Three deployment strategies with different trade-offs in risk, cost, and complexity.
Blue-Green Deployment
Two identical environments: Blue (live) and Green (new version).
Deploy new version to Green, test, then flip traffic from Blue to Green at the load balancer.
Pros: instant rollback (flip back). Cons: 2× infrastructure cost.
Canary Deployment
Roll out new version to a small % of users first (e.g., 1% → 10% → 50% → 100%), monitoring metrics at each step.
Pros: real production signal at low blast radius; safe for risky changes.
Cons: requires advanced traffic routing (Istio, Linkerd, Argo Rollouts) and good observability.
Rolling Deployment
Replace pods/instances gradually one batch at a time. Default for Kubernetes Deployments.

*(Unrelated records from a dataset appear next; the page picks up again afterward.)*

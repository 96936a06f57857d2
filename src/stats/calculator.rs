//! Statistics Calculator Module
//! Headline figures for the summary cards and the filtered data summary.

use crate::data::{is_electric, CombinedAnnualRecord, Pm25Record, VehicleRecord};
use serde::Serialize;
use std::collections::BTreeSet;

/// Fuel families highlighted next to the total on the summary cards.
pub const CARD_FUELS: [&str; 3] = ["Electric", "Hybrid", "Gasoline"];

/// One headline card, e.g. "Electric Vehicles: 1.2M in 2023".
#[derive(Debug, Clone, PartialEq, Serialize)]
pub struct SummaryCard {
    pub title: String,
    pub millions: f64,
    pub year: i32,
}

/// Overview of the currently filtered vehicle rows.
#[derive(Debug, Clone, PartialEq, Serialize)]
pub struct DataSummary {
    pub year_min: i32,
    pub year_max: i32,
    pub total_millions: f64,
    pub electric_millions: f64,
    pub fuel_types: usize,
    pub data_points: usize,
}

/// Air quality overview across the loaded PM2.5 rows.
#[derive(Debug, Clone, PartialEq, Serialize)]
pub struct AirQualitySummary {
    pub days: usize,
    pub mean: f64,
    pub std_dev: f64,
    pub cleanest_year: Option<i32>,
}

pub struct StatsCalculator;

impl StatsCalculator {
    /// Cards for the latest year in the table: the total, then one per
    /// entry of [`CARD_FUELS`] matched by substring.
    ///
    /// Empty when there are no vehicles.
    pub fn summary_cards(vehicles: &[VehicleRecord]) -> Vec<SummaryCard> {
        let Some(latest) = vehicles.iter().map(|r| r.year).max() else {
            return Vec::new();
        };
        let latest_rows: Vec<&VehicleRecord> =
            vehicles.iter().filter(|r| r.year == latest).collect();

        let total: i64 = latest_rows.iter().map(|r| r.vehicles).sum();
        let mut cards = vec![SummaryCard {
            title: "Total Vehicles".to_string(),
            millions: to_millions(total),
            year: latest,
        }];

        for fuel in CARD_FUELS {
            let count: i64 = latest_rows
                .iter()
                .filter(|r| r.fuel.contains(fuel))
                .map(|r| r.vehicles)
                .sum();
            cards.push(SummaryCard {
                title: format!("{fuel} Vehicles"),
                millions: to_millions(count),
                year: latest,
            });
        }

        cards
    }

    /// `None` when the filtered rows are empty.
    pub fn data_summary(filtered: &[VehicleRecord]) -> Option<DataSummary> {
        let year_min = filtered.iter().map(|r| r.year).min()?;
        let year_max = filtered.iter().map(|r| r.year).max()?;

        let total: i64 = filtered.iter().map(|r| r.vehicles).sum();
        let electric: i64 = filtered
            .iter()
            .filter(|r| is_electric(&r.fuel))
            .map(|r| r.vehicles)
            .sum();
        let fuel_types = filtered
            .iter()
            .map(|r| r.fuel.as_str())
            .collect::<BTreeSet<_>>()
            .len();

        Some(DataSummary {
            year_min,
            year_max,
            total_millions: to_millions(total),
            electric_millions: to_millions(electric),
            fuel_types,
            data_points: filtered.len(),
        })
    }

    /// `None` when no row carries a concentration.
    pub fn air_quality_summary(
        pm25: &[Pm25Record],
        combined: &[CombinedAnnualRecord],
    ) -> Option<AirQualitySummary> {
        // Scoped here: the trait's min/max would shadow Iterator's elsewhere.
        use statrs::statistics::Statistics;

        let values: Vec<f64> = pm25.iter().filter_map(|r| r.concentration).collect();
        if values.is_empty() {
            return None;
        }

        let cleanest_year = combined
            .iter()
            .filter_map(|r| r.avg_pm25.map(|avg| (r.year, avg)))
            .min_by(|a, b| a.1.partial_cmp(&b.1).unwrap_or(std::cmp::Ordering::Equal))
            .map(|(year, _)| year);

        Some(AirQualitySummary {
            days: values.len(),
            mean: values.iter().mean(),
            std_dev: if values.len() > 1 {
                values.iter().std_dev()
            } else {
                0.0
            },
            cleanest_year,
        })
    }
}

pub fn to_millions(count: i64) -> f64 {
    count as f64 / 1_000_000.0
}

#[cfg(test)]
mod tests {
    use super::*;
    use chrono::{Datelike, NaiveDate};

    fn vehicle(fuel: &str, vehicles: i64, year: i32) -> VehicleRecord {
        VehicleRecord {
            fuel: fuel.to_string(),
            vehicles,
            year,
        }
    }

    #[test]
    fn test_summary_cards_use_latest_year() {
        let vehicles = vec![
            vehicle("Electric", 9_000_000, 2019),
            vehicle("Electric", 1_000_000, 2020),
            vehicle("Gasoline Hybrid", 500_000, 2020),
            vehicle("Gasoline", 2_000_000, 2020),
        ];

        let cards = StatsCalculator::summary_cards(&vehicles);
        assert_eq!(cards.len(), 4);
        assert!(cards.iter().all(|c| c.year == 2020));
        assert_eq!(cards[0].title, "Total Vehicles");
        assert!((cards[0].millions - 3.5).abs() < 1e-9);
        assert!((cards[1].millions - 1.0).abs() < 1e-9);
        assert!((cards[2].millions - 0.5).abs() < 1e-9);
        // "Gasoline Hybrid" counts as both gasoline and hybrid.
        assert!((cards[3].millions - 2.5).abs() < 1e-9);
    }

    #[test]
    fn test_summary_cards_empty() {
        assert!(StatsCalculator::summary_cards(&[]).is_empty());
    }

    #[test]
    fn test_data_summary() {
        let filtered = vec![
            vehicle("Electric", 250_000, 2018),
            vehicle("Gasoline", 750_000, 2018),
            vehicle("Electric", 500_000, 2021),
        ];

        let summary = StatsCalculator::data_summary(&filtered).unwrap();
        assert_eq!(summary.year_min, 2018);
        assert_eq!(summary.year_max, 2021);
        assert!((summary.total_millions - 1.5).abs() < 1e-9);
        assert!((summary.electric_millions - 0.75).abs() < 1e-9);
        assert_eq!(summary.fuel_types, 2);
        assert_eq!(summary.data_points, 3);

        assert!(StatsCalculator::data_summary(&[]).is_none());
    }

    #[test]
    fn test_air_quality_summary() {
        let rows: Vec<Pm25Record> = [(2019, 4.0), (2019, 6.0), (2020, 2.0)]
            .into_iter()
            .map(|(year, value)| {
                let date = NaiveDate::from_ymd_opt(year, 1, 1).unwrap();
                Pm25Record {
                    date,
                    year: date.year(),
                    month: date.month(),
                    concentration: Some(value),
                    extra: Default::default(),
                }
            })
            .collect();
        let combined = vec![
            CombinedAnnualRecord {
                year: 2019,
                ev_vehicles: None,
                avg_pm25: Some(5.0),
            },
            CombinedAnnualRecord {
                year: 2020,
                ev_vehicles: None,
                avg_pm25: Some(2.0),
            },
        ];

        let summary = StatsCalculator::air_quality_summary(&rows, &combined).unwrap();
        assert_eq!(summary.days, 3);
        assert!((summary.mean - 4.0).abs() < 1e-9);
        assert!((summary.std_dev - 2.0).abs() < 1e-9);
        assert_eq!(summary.cleanest_year, Some(2020));

        assert!(StatsCalculator::air_quality_summary(&[], &combined).is_none());
    }
}
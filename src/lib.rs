//! codeserver - response layer of a development code server
//!
//! Streams compiled scripts, serves JSON/JSONP state for polling clients,
//! static HTML shells with embedded bootstrap data, and error pages.

pub mod config;
pub mod http;
pub mod resources;
pub mod response;
pub mod server;
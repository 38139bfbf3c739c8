use std::io::Write;
use std::path::PathBuf;

use codeserver::config::{Config, ConfigError};

#[test]
fn test_config_defaults() {
    let cfg = Config::default();
    assert_eq!(cfg.listen_addr, "127.0.0.1:8080");
    assert_eq!(cfg.resource_root, PathBuf::from("./resources"));
    assert_eq!(cfg.log_level(), tracing::Level::INFO);
}

#[test]
fn test_config_env_overrides() {
    // The only test in this binary that touches the environment.
    unsafe {
        std::env::remove_var("CONFIG");
        std::env::set_var("LISTEN", "0.0.0.0:3000");
        std::env::set_var("RESOURCE_ROOT", "/srv/war");
    }
    let cfg = Config::load().unwrap();
    unsafe {
        std::env::remove_var("LISTEN");
        std::env::remove_var("RESOURCE_ROOT");
    }

    assert_eq!(cfg.listen_addr, "0.0.0.0:3000");
    assert_eq!(cfg.resource_root, PathBuf::from("/srv/war"));
}

#[test]
fn test_config_partial_yaml_keeps_defaults() {
    let cfg = Config::from_yaml_str("listen_addr: \"0.0.0.0:9876\"\n").unwrap();
    assert_eq!(cfg.listen_addr, "0.0.0.0:9876");
    assert_eq!(cfg.resource_root, PathBuf::from("./resources"));
    assert_eq!(cfg.log_level, "info");
}

#[test]
fn test_config_full_yaml_file() {
    let mut file = tempfile::NamedTempFile::new().unwrap();
    writeln!(file, "listen_addr: \"127.0.0.1:9000\"").unwrap();
    writeln!(file, "resource_root: /tmp/assets").unwrap();
    writeln!(file, "log_level: debug").unwrap();

    let cfg = Config::from_yaml_file(file.path()).unwrap();
    assert_eq!(cfg.listen_addr, "127.0.0.1:9000");
    assert_eq!(cfg.resource_root, PathBuf::from("/tmp/assets"));
    assert_eq!(cfg.log_level(), tracing::Level::DEBUG);
}

#[test]
fn test_config_bad_level_falls_back_to_info() {
    let cfg = Config::from_yaml_str("log_level: chatty\n").unwrap();
    assert_eq!(cfg.log_level(), tracing::Level::INFO);
}

#[test]
fn test_config_invalid_yaml() {
    let err = Config::from_yaml_str("listen_addr: [unclosed\n").unwrap_err();
    assert!(matches!(err, ConfigError::Parse(_)));
}

#[test]
fn test_config_missing_file() {
    let err = Config::from_yaml_file("/definitely/not/here.yaml").unwrap_err();
    assert!(matches!(err, ConfigError::Read { .. }));
}

#[test]
fn test_config_clone() {
    let cfg1 = Config::default();
    let cfg2 = cfg1.clone();
    assert_eq!(cfg1.listen_addr, cfg2.listen_addr);
}
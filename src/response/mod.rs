//! Responses the code server sends.
//!
//! Every response shape implements one contract, [`Response`]: given the
//! exchange for a request, produce exactly one complete HTTP response.
//! Constructors hand back `Box<dyn Response>`, so dispatchers never depend
//! on which variant they hold. Constructors that need a file or bundled
//! resource check for it up front and return an [`ErrorPage`] when it is
//! missing.
//!
//! ```ignore
//! let response = timed_response(json_response(state), "Sent status");
//! response.send(&mut exchange)?;
//! ```

pub mod callback;
pub mod file;
pub mod html;
pub mod json;
pub mod pages;
pub mod script;
pub mod stream;
pub mod timed;

use std::io;

use thiserror::Error;

use crate::http::exchange::Exchange;

pub use file::{file_response, text_template_response};
pub use json::json_response;
pub use pages::{html_page, ErrorPage, SERVER_NAME};
pub use script::{javascript_response, javascript_with_data_response};
pub use stream::binary_stream_response;
pub use timed::timed_response;

/// Why a send did not complete.
#[derive(Debug, Error)]
pub enum SendError {
    /// The transport failed while headers or body were being written.
    #[error("transport error: {0}")]
    Io(#[from] io::Error),

    /// A single-use response was sent a second time. This is a caller bug.
    #[error("response was already sent")]
    AlreadySent,
}

/// Produces one complete HTTP response for one request.
///
/// On `Ok` the implementation has set `Content-Type`, committed a status
/// and body framing, and written the whole body.
pub trait Response: Send {
    fn send(&mut self, exchange: &mut dyn Exchange) -> Result<(), SendError>;
}
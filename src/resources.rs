//! Static assets addressed by name rather than by filesystem path.
//!
//! Responses that prepend data to a bundled page or script resolve the
//! asset once, when they are constructed, and copy its bytes on send.

use std::collections::HashMap;
use std::fs::File;
use std::io::{self, Write};
use std::path::{Component, Path, PathBuf};

/// A located asset. Owns everything needed to read it later.
#[derive(Debug, Clone)]
pub enum Resource {
    File(PathBuf),
    Embedded(&'static [u8]),
}

impl Resource {
    /// Copies the asset's bytes verbatim into `out`, returning the count.
    pub fn copy_to(&self, out: &mut dyn Write) -> io::Result<u64> {
        match self {
            Resource::File(path) => {
                let mut file = File::open(path)?;
                io::copy(&mut file, out)
            }
            Resource::Embedded(bytes) => {
                out.write_all(bytes)?;
                Ok(bytes.len() as u64)
            }
        }
    }
}

/// Resolves asset names.
pub trait Resources: Send + Sync {
    fn resolve(&self, name: &str) -> Option<Resource>;
}

/// Assets stored as files under a root directory.
#[derive(Debug, Clone)]
pub struct ResourceDir {
    root: PathBuf,
}

impl ResourceDir {
    pub fn new(root: impl Into<PathBuf>) -> Self {
        Self { root: root.into() }
    }

    pub fn root(&self) -> &Path {
        &self.root
    }

    /// Joins `name` onto the root, refusing names that could leave it.
    pub fn path_for(&self, name: &str) -> Option<PathBuf> {
        let relative = Path::new(name.trim_start_matches('/'));
        let stays_inside = relative
            .components()
            .all(|c| matches!(c, Component::Normal(_) | Component::CurDir));

        if !stays_inside || relative.as_os_str().is_empty() {
            return None;
        }

        Some(self.root.join(relative))
    }
}

impl Resources for ResourceDir {
    fn resolve(&self, name: &str) -> Option<Resource> {
        let path = self.path_for(name)?;
        path.is_file().then_some(Resource::File(path))
    }
}

/// Assets compiled into the binary, typically with `include_bytes!`.
#[derive(Debug, Clone, Default)]
pub struct EmbeddedResources {
    assets: HashMap<&'static str, &'static [u8]>,
}

impl EmbeddedResources {
    pub fn new() -> Self {
        Self::default()
    }

    pub fn with(mut self, name: &'static str, bytes: &'static [u8]) -> Self {
        self.assets.insert(name, bytes);
        self
    }
}

impl Resources for EmbeddedResources {
    fn resolve(&self, name: &str) -> Option<Resource> {
        self.assets
            .get(name.trim_start_matches('/'))
            .copied()
            .map(Resource::Embedded)
    }
}

/// Tries each source in order; the first that resolves wins.
pub struct LayeredResources {
    layers: Vec<Box<dyn Resources>>,
}

impl LayeredResources {
    pub fn new(layers: Vec<Box<dyn Resources>>) -> Self {
        Self { layers }
    }
}

impl Resources for LayeredResources {
    fn resolve(&self, name: &str) -> Option<Resource> {
        self.layers.iter().find_map(|layer| layer.resolve(name))
    }
}

#[cfg(test)]
mod tests {
    use super::*;

    #[test]
    fn traversal_is_refused() {
        let dir = ResourceDir::new("/srv/assets");
        assert!(dir.path_for("../etc/passwd").is_none());
        assert!(dir.path_for("a/../../b").is_none());
        assert!(dir.path_for("").is_none());
        assert_eq!(
            dir.path_for("/js/app.js"),
            Some(PathBuf::from("/srv/assets/js/app.js"))
        );
    }

    #[test]
    fn embedded_lookup_ignores_leading_slash() {
        let res = EmbeddedResources::new().with("page.html", b"<p>hi</p>");
        let mut out = Vec::new();
        res.resolve("/page.html").unwrap().copy_to(&mut out).unwrap();
        assert_eq!(out, b"<p>hi</p>");
        assert!(res.resolve("other.html").is_none());
    }

    #[test]
    fn layers_fall_through_in_order() {
        let first: Box<dyn Resources> = Box::new(EmbeddedResources::new().with("a", b"first"));
        let second: Box<dyn Resources> =
            Box::new(EmbeddedResources::new().with("a", b"second").with("b", b"only"));
        let layered = LayeredResources::new(vec![first, second]);
        let mut out = Vec::new();
        layered.resolve("a").unwrap().copy_to(&mut out).unwrap();
        layered.resolve("b").unwrap().copy_to(&mut out).unwrap();
        assert_eq!(out, b"firstonly");
    }
}
//! Responses that send HTML documents.

use serde_json::Value;
use tracing::info;

use crate::http::exchange::{BodyLength, Exchange};
use crate::http::status::StatusCode;
use crate::resources::{Resource, Resources};
use crate::response::html::HtmlWriter;
use crate::response::{Response, SendError};

/// Shown in the title of every error page.
pub const SERVER_NAME: &str = "Code Server";

/// Sends a bundled HTML resource with `window.<variable_name>` set to
/// `data` in a script block ahead of it.
///
/// Falls back to a 404 [`ErrorPage`] when the resource does not resolve.
pub fn html_page(
    variable_name: &str,
    data: Value,
    resource_name: &str,
    resources: &dyn Resources,
) -> Box<dyn Response> {
    match resources.resolve(resource_name) {
        Some(resource) => Box::new(HtmlPage {
            variable_name: variable_name.to_string(),
            data,
            resource,
        }),
        None => Box::new(ErrorPage::new(format!("resource not found: {resource_name}"))),
    }
}

pub struct HtmlPage {
    variable_name: String,
    data: Value,
    resource: Resource,
}

impl Response for HtmlPage {
    fn send(&mut self, exchange: &mut dyn Exchange) -> Result<(), SendError> {
        exchange.set_header("Content-Type", "text/html");
        exchange.send_headers(StatusCode::OK, BodyLength::Streamed)?;

        let out = exchange.body()?;
        out.write_all(b"<!DOCTYPE html>\n<script>\n")?;
        write!(out, "window.{} = ", self.variable_name)?;
        serde_json::to_writer(&mut *out, &self.data).map_err(std::io::Error::from)?;
        out.write_all(b";\n</script>\n")?;

        self.resource.copy_to(out)?;
        Ok(())
    }
}

/// A minimal HTML page explaining why something could not be served.
#[derive(Debug, Clone)]
pub struct ErrorPage {
    status: StatusCode,
    message: String,
}

impl ErrorPage {
    /// A 404 page carrying `message`.
    pub fn new(message: impl Into<String>) -> Self {
        Self::with_status(StatusCode::NOT_FOUND, message)
    }

    pub fn with_status(status: StatusCode, message: impl Into<String>) -> Self {
        Self {
            status,
            message: message.into(),
        }
    }

    pub fn status(&self) -> StatusCode {
        self.status
    }

    pub fn message(&self) -> &str {
        &self.message
    }

    fn write_page(&self, exchange: &mut dyn Exchange) -> Result<(), SendError> {
        exchange.set_header("Content-Type", "text/html");
        exchange.send_headers(self.status, BodyLength::Streamed)?;

        let mut out = HtmlWriter::new(exchange.body()?);
        out.start_tag("html")?.nl()?;

        out.start_tag("head")?.nl()?;
        out.start_tag("title")?
            .text(&format!("Unavailable ({SERVER_NAME})"))?
            .end_tag("title")?
            .nl()?;
        out.end_tag("head")?.nl()?;

        out.start_tag("body")?.nl()?;
        out.start_tag("p")?.text(&self.message)?.end_tag("p")?;
        out.end_tag("body")?.nl()?;

        out.end_tag("html")?.nl()?;
        out.flush()?;
        Ok(())
    }
}

impl Response for ErrorPage {
    fn send(&mut self, exchange: &mut dyn Exchange) -> Result<(), SendError> {
        let result = self.write_page(exchange);
        info!("Sent error page: {}", self.message);
        result
    }
}
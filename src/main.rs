use std::sync::Arc;

use codeserver::config::Config;
use codeserver::resources::{EmbeddedResources, LayeredResources, ResourceDir, Resources};
use codeserver::server::handler::DevHandler;
use codeserver::server;

#[tokio::main]
async fn main() -> anyhow::Result<()> {
    let cfg = Config::load()?;

    tracing_subscriber::fmt()
        .with_target(false)
        .with_level(true)
        .with_max_level(cfg.log_level())
        .init();

    let files = ResourceDir::new(&cfg.resource_root);
    let bundled = EmbeddedResources::new()
        .with("index.html", include_bytes!("../assets/index.html"))
        .with("info.js", include_bytes!("../assets/info.js"));
    let layers: Vec<Box<dyn Resources>> = vec![Box::new(files.clone()), Box::new(bundled)];
    let resources: Arc<dyn Resources> = Arc::new(LayeredResources::new(layers));

    let handler = Arc::new(DevHandler::new(resources, files));

    tokio::select! {
        res = server::listener::run(&cfg, handler) => {
            res?;
        }

        _ = tokio::signal::ctrl_c() => {
            tracing::info!("Shutdown signal received");
        }
    }

    Ok(())
}
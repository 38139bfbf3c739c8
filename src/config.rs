use std::path::{Path, PathBuf};

use serde::Deserialize;
use thiserror::Error;

#[derive(Debug, Error)]
pub enum ConfigError {
    #[error("failed to read config file {path}: {source}")]
    Read {
        path: PathBuf,
        source: std::io::Error,
    },

    #[error("invalid config: {0}")]
    Parse(#[from] serde_yaml::Error),
}

/// Server settings. Every field has a default, so a YAML file only needs
/// the keys it changes.
#[derive(Debug, Clone, Deserialize)]
#[serde(default)]
pub struct Config {
    pub listen_addr: String,
    /// Directory that bundled pages and scripts are resolved against.
    pub resource_root: PathBuf,
    pub log_level: String,
}

impl Default for Config {
    fn default() -> Self {
        Self {
            listen_addr: "127.0.0.1:8080".to_string(),
            resource_root: PathBuf::from("./resources"),
            log_level: "info".to_string(),
        }
    }
}

impl Config {
    /// Builds the config from defaults, the YAML file named by `CONFIG`
    /// (if set), then the `LISTEN` and `RESOURCE_ROOT` overrides.
    pub fn load() -> Result<Self, ConfigError> {
        let mut cfg = match std::env::var("CONFIG") {
            Ok(path) => Self::from_yaml_file(path)?,
            Err(_) => Self::default(),
        };

        if let Ok(listen_addr) = std::env::var("LISTEN") {
            cfg.listen_addr = listen_addr;
        }
        if let Ok(root) = std::env::var("RESOURCE_ROOT") {
            cfg.resource_root = PathBuf::from(root);
        }

        Ok(cfg)
    }

    pub fn from_yaml_file(path: impl AsRef<Path>) -> Result<Self, ConfigError> {
        let path = path.as_ref();
        let text = std::fs::read_to_string(path).map_err(|source| ConfigError::Read {
            path: path.to_path_buf(),
            source,
        })?;
        Self::from_yaml_str(&text)
    }

    pub fn from_yaml_str(text: &str) -> Result<Self, ConfigError> {
        Ok(serde_yaml::from_str(text)?)
    }

    /// The configured log level, or `INFO` if it does not parse.
    pub fn log_level(&self) -> tracing::Level {
        self.log_level.parse().unwrap_or(tracing::Level::INFO)
    }
}
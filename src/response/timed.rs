use std::time::Instant;

use tracing::info;

use crate::http::exchange::Exchange;
use crate::response::{Response, SendError};

/// Wraps `inner` and logs `"<message> in <n> ms"` after it sends successfully.
///
/// Failures pass through untouched and are not timed.
pub fn timed_response(inner: Box<dyn Response>, message: impl Into<String>) -> Box<dyn Response> {
    Box::new(TimedResponse {
        inner,
        message: message.into(),
    })
}

struct TimedResponse {
    inner: Box<dyn Response>,
    message: String,
}

impl Response for TimedResponse {
    fn send(&mut self, exchange: &mut dyn Exchange) -> Result<(), SendError> {
        let start = Instant::now();
        self.inner.send(exchange)?;
        info!("{} in {} ms", self.message, start.elapsed().as_millis());
        Ok(())
    }
}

Pros: no extra infra. Cons: slower rollback; mixed-version state during rollout.
Pick by: risk tolerance (Canary safest) → cost (Rolling cheapest) → rollback speed (Blue-Green fastest).
Frame your answer around blast radius and rollback speed. Blue-Green = full prod backup, instant rollback, double cost. Canary = gradual rollout, real-user signal, complex routing.
Rolling = simplest, slow rollback. Don't forget to mention monitoring as the gating mechanism.